### WORK TASK
Every record must be retyped exactly as it reads.
++++ DATA TO PROCESS ++++
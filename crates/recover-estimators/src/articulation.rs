//! Articulation-point (cut vertex) detection over an undirected address graph.
//!
//! Hand-rolled iterative Tarjan's algorithm rather than a call into
//! `petgraph::algo`: the standalone fragments retrieved for this codebase only
//! confirmed the module's existence, not its signature, so the well-known
//! textbook algorithm is reimplemented directly against `UnGraphMap` here.

use std::collections::{BTreeSet, HashMap};

use petgraph::graphmap::UnGraphMap;
use recover_core::Addr;

/// Returns every articulation point (cut vertex) of `g`, in address order.
///
/// An isolated node or a node in a component of size one or two is never an
/// articulation point, matching `networkx.articulation_points`.
pub fn articulation_points(g: &UnGraphMap<Addr, ()>) -> BTreeSet<Addr> {
    let adj: HashMap<Addr, Vec<Addr>> = g
        .nodes()
        .map(|n| (n, g.neighbors(n).collect::<Vec<_>>()))
        .collect();

    let mut disc: HashMap<Addr, usize> = HashMap::new();
    let mut low: HashMap<Addr, usize> = HashMap::new();
    let mut aps: BTreeSet<Addr> = BTreeSet::new();
    let mut timer = 0usize;

    let mut roots: Vec<Addr> = g.nodes().collect();
    roots.sort();

    for &root in &roots {
        if disc.contains_key(&root) {
            continue;
        }

        disc.insert(root, timer);
        low.insert(root, timer);
        timer += 1;

        let mut root_children = 0usize;
        // Each frame: (node, parent, index of the next neighbour to visit).
        let mut stack: Vec<(Addr, Option<Addr>, usize)> = vec![(root, None, 0)];

        while let Some(&mut (node, parent, ref mut idx)) = stack.last_mut() {
            let neighbors = &adj[&node];
            if *idx < neighbors.len() {
                let next = neighbors[*idx];
                *idx += 1;
                if Some(next) == parent {
                    continue;
                }
                if let Some(&next_disc) = disc.get(&next) {
                    let updated = low[&node].min(next_disc);
                    low.insert(node, updated);
                } else {
                    disc.insert(next, timer);
                    low.insert(next, timer);
                    timer += 1;
                    if node == root {
                        root_children += 1;
                    }
                    stack.push((next, Some(node), 0));
                }
            } else {
                stack.pop();
                if let Some(&(parent_node, _, _)) = stack.last() {
                    let child_low = low[&node];
                    let updated = low[&parent_node].min(child_low);
                    low.insert(parent_node, updated);
                    if parent_node != root && child_low >= disc[&parent_node] {
                        aps.insert(parent_node);
                    }
                }
            }
        }

        if root_children > 1 {
            aps.insert(root);
        }
    }

    aps
}

#[cfg(test)]
mod tests {
    use super::*;

    fn path_graph(n: u64) -> UnGraphMap<Addr, ()> {
        let mut g = UnGraphMap::new();
        for i in 0..n {
            g.add_node(Addr(i));
        }
        for i in 0..n - 1 {
            g.add_edge(Addr(i), Addr(i + 1), ());
        }
        g
    }

    #[test]
    fn path_graph_interior_nodes_are_articulation_points() {
        let g = path_graph(5);
        let aps = articulation_points(&g);
        let want: BTreeSet<Addr> = [Addr(1), Addr(2), Addr(3)].into_iter().collect();
        assert_eq!(aps, want);
    }

    #[test]
    fn single_triangle_has_no_articulation_points() {
        let mut g = UnGraphMap::new();
        for i in 0..3u64 {
            g.add_node(Addr(i));
        }
        g.add_edge(Addr(0), Addr(1), ());
        g.add_edge(Addr(1), Addr(2), ());
        g.add_edge(Addr(2), Addr(0), ());
        assert!(articulation_points(&g).is_empty());
    }

    #[test]
    fn two_triangles_joined_at_one_node_has_that_node_as_articulation_point() {
        let mut g = UnGraphMap::new();
        for i in 0..5u64 {
            g.add_node(Addr(i));
        }
        g.add_edge(Addr(0), Addr(1), ());
        g.add_edge(Addr(1), Addr(2), ());
        g.add_edge(Addr(2), Addr(0), ());
        g.add_edge(Addr(2), Addr(3), ());
        g.add_edge(Addr(3), Addr(4), ());
        g.add_edge(Addr(4), Addr(2), ());
        let aps = articulation_points(&g);
        assert_eq!(aps, [Addr(2)].into_iter().collect());
    }

    #[test]
    fn isolated_nodes_are_never_articulation_points() {
        let mut g = UnGraphMap::new();
        g.add_node(Addr(0));
        g.add_node(Addr(1));
        assert!(articulation_points(&g).is_empty());
    }

    #[test]
    fn disjoint_components_are_handled_independently() {
        let mut g = path_graph(3);
        for i in 10..13u64 {
            g.add_node(Addr(i));
        }
        g.add_edge(Addr(10), Addr(11), ());
        g.add_edge(Addr(11), Addr(12), ());
        let aps = articulation_points(&g);
        assert_eq!(aps, [Addr(1), Addr(11)].into_iter().collect());
    }
}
++++
### ANSWER SECTION
filename crates/recover-estimators/src/articulation.rs
//! Articulation-point (cut vertex) detection over an undirected address graph.
//!
//! Hand-rolled iterative Tarjan's algorithm rather than a call into
//! `petgraph::algo`: the standalone fragments retrieved for this codebase only
//! confirmed the module's existence, not its signature, so the well-known
//! textbook algorithm is reimplemented directly against `UnGraphMap` here.

use std::collections::{BTreeSet, HashMap};

use petgraph::graphmap::UnGraphMap;
use recover_core::Addr;

/// Returns every articulation point (cut vertex) of `g`, in address order.
///
/// An isolated node or a node in a component of size one or two is never an
/// articulation point, matching `networkx.articulation_points`.
pub fn articulation_points(g: &UnGraphMap<Addr, ()>) -> BTreeSet<Addr> {
    let adj: HashMap<Addr, Vec<Addr>> = g
        .nodes()
        .map(|n| (n, g.neighbors(n).collect::<Vec<_>>()))
        .collect();

    let mut disc: HashMap<Addr, usize> = HashMap::new();
    let mut low: HashMap<Addr, usize> = HashMap::new();
    let mut aps: BTreeSet<Addr> = BTreeSet::new();
    let mut timer = 0usize;

    let mut roots: Vec<Addr> = g.nodes().collect();
    roots.sort();

    for &root in &roots {
        if disc.contains_key(&root) {
            continue;
        }

        disc.insert(root, timer);
        low.insert(root, timer);
        timer += 1;

        let mut root_children = 0usize;
        // Each frame: (node, parent, index of the next neighbour to visit).
        let mut stack: Vec<(Addr, Option<Addr>, usize)> = vec![(root, None, 0)];

        while let Some(&mut (node, parent, ref mut idx)) = stack.last_mut() {
            let neighbors = &adj[&node];
            if *idx < neighbors.len() {
                let next = neighbors[*idx];
                *idx += 1;
                if Some(next) == parent {
                    continue;
                }
                if let Some(&next_disc) = disc.get(&next) {
                    let updated = low[&node].min(next_disc);
                    low.insert(node, updated);
                } else {
                    disc.insert(next, timer);
                    low.insert(next, timer);
                    timer += 1;
                    if node == root {
                        root_children += 1;
                    }
                    stack.push((next, Some(node), 0));
                }
            } else {
                stack.pop();
                if let Some(&(parent_node, _, _)) = stack.last() {
                    let child_low = low[&node];
                    let updated = low[&parent_node].min(child_low);
                    low.insert(parent_node, updated);
                    if parent_node != root && child_low >= disc[&parent_node] {
                        aps.insert(parent_node);
                    }
                }
            }
        }

        if root_children > 1 {
            aps.insert(root);
        }
    }

    aps
}

#[cfg(test)]
mod tests {
    use super::*;

    fn path_graph(n: u64) -> UnGraphMap<Addr, ()> {
        let mut g = UnGraphMap::new();
        for i in 0..n {
            g.add_node(Addr(i));
        }
        for i in 0..n - 1 {
            g.add_edge(Addr(i), Addr(i + 1), ());
        }
        g
    }

    #[test]
    fn path_graph_interior_nodes_are_articulation_points() {
        let g = path_graph(5);
        let aps = articulation_points(&g);
        let want: BTreeSet<Addr> = [Addr(1), Addr(2), Addr(3)].into_iter().collect();
        assert_eq!(aps, want);
    }

    #[test]
    fn single_triangle_has_no_articulation_points() {
        let mut g = UnGraphMap::new();
        for i in 0..3u64 {
            g.add_node(Addr(i));
        }
        g.add_edge(Addr(0), Addr(1), ());
        g.add_edge(Addr(1), Addr(2), ());
        g.add_edge(Addr(2), Addr(0), ());
        assert!(articulation_points(&g).is_empty());
    }

    #[test]
    fn two_triangles_joined_at_one_node_has_that_node_as_articulation_point() {
        let mut g = UnGraphMap::new();
        for i in 0..5u64 {
            g.add_node(Addr(i));
        }
        g.add_edge(Addr(0), Addr(1), ());
        g.add_edge(Addr(1), Addr(2), ());
        g.add_edge(Addr(2), Addr(0), ());
        g.add_edge(Addr(2), Addr(3), ());
        g.add_edge(Addr(3), Addr(4), ());
        g.add_edge(Addr(4), Addr(2), ());
        let aps = articulation_points(&g);
        assert_eq!(aps, [Addr(2)].into_iter().collect());
    }

    #[test]
    fn isolated_nodes_are_never_articulation_points() {
        let mut g = UnGraphMap::new();
        g.add_node(Addr(0));
        g.add_node(Addr(1));
        assert!(articulation_points(&g).is_empty());
    }

    #[test]
    fn disjoint_components_are_handled_independently() {
        let mut g = path_graph(3);
        for i in 10..13u64 {
            g.add_node(Addr(i));
        }
        g.add_edge(Addr(10), Addr(11), ());
        g.add_edge(Addr(11), Addr(12), ());
        let aps = articulation_points(&g);
        assert_eq!(aps, [Addr(1), Addr(11)].into_iter().collect());
    }
}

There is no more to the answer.